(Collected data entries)
▬▬▬

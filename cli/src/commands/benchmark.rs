//! Benchmark command implementation.

use clap::Parser;
use std::path::PathBuf;

/// Benchmark command arguments.
#[derive(Parser)]
pub struct BenchmarkCommand {
    /// Path to the trained tokenizer model
    #[arg(short, long)]
    pub tokenizer: PathBuf,

    /// Path to input file for benchmarking
    #[arg(short, long)]
    pub input: PathBuf,

    /// Number of iterations to run
    #[arg(short = 'n', long, default_value_t = 100)]
    pub iterations: usize,

    /// Encode the file line by line in parallel instead of as one input
    #[arg(long)]
    pub batch: bool,
}

use anyhow::{Context, Result as AnyhowResult};
use bytemerge_tokenizer::Tokenizer;
use std::fs;
use std::time::Instant;

pub fn run(cmd: BenchmarkCommand) -> AnyhowResult<()> {
    anyhow::ensure!(cmd.iterations > 0, "--iterations must be at least 1");

    let tokenizer = Tokenizer::load(&cmd.tokenizer)
        .with_context(|| format!("failed to load tokenizer {}", cmd.tokenizer.display()))?;

    let data = fs::read(&cmd.input)
        .with_context(|| format!("failed to read {}", cmd.input.display()))?;
    let lines: Vec<&[u8]> = data.split(|&b| b == b'\n').collect();

    println!("Benchmarking encoding...");
    println!("  Input length: {} bytes", data.len());
    println!("  Iterations: {}", cmd.iterations);
    if cmd.batch {
        println!("  Batch: {} lines", lines.len());
    }
    println!();

    let encode = || -> usize {
        if cmd.batch {
            tokenizer.encode_batch(&lines).iter().map(Vec::len).sum()
        } else {
            tokenizer.encode(&data).len()
        }
    };

    // Warmup
    let tokens = encode();

    let start = Instant::now();
    for _ in 0..cmd.iterations {
        std::hint::black_box(encode());
    }
    let elapsed = start.elapsed();

    let per_iter = elapsed.as_secs_f64() / cmd.iterations as f64;
    let (bytes_per_sec, tokens_per_sec) = if per_iter > 0.0 {
        (data.len() as f64 / per_iter, tokens as f64 / per_iter)
    } else {
        (f64::INFINITY, f64::INFINITY)
    };

    println!("Results:");
    println!("  Tokens per pass: {}", tokens);
    println!("  Total time: {:.2}s", elapsed.as_secs_f64());
    println!("  Average time: {:.3}ms", per_iter * 1000.0);
    println!("  Throughput: {:.2} MB/s", bytes_per_sec / 1_000_000.0);
    println!("  Throughput: {:.0} tokens/s", tokens_per_sec);

    Ok(())
}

▬▬▬

WHAT IS EXPECTED: Whichever lines of the data include the word "usize", pull them out.

EXERCISE RESULT:
    pub iterations: usize,
    let encode = || -> usize {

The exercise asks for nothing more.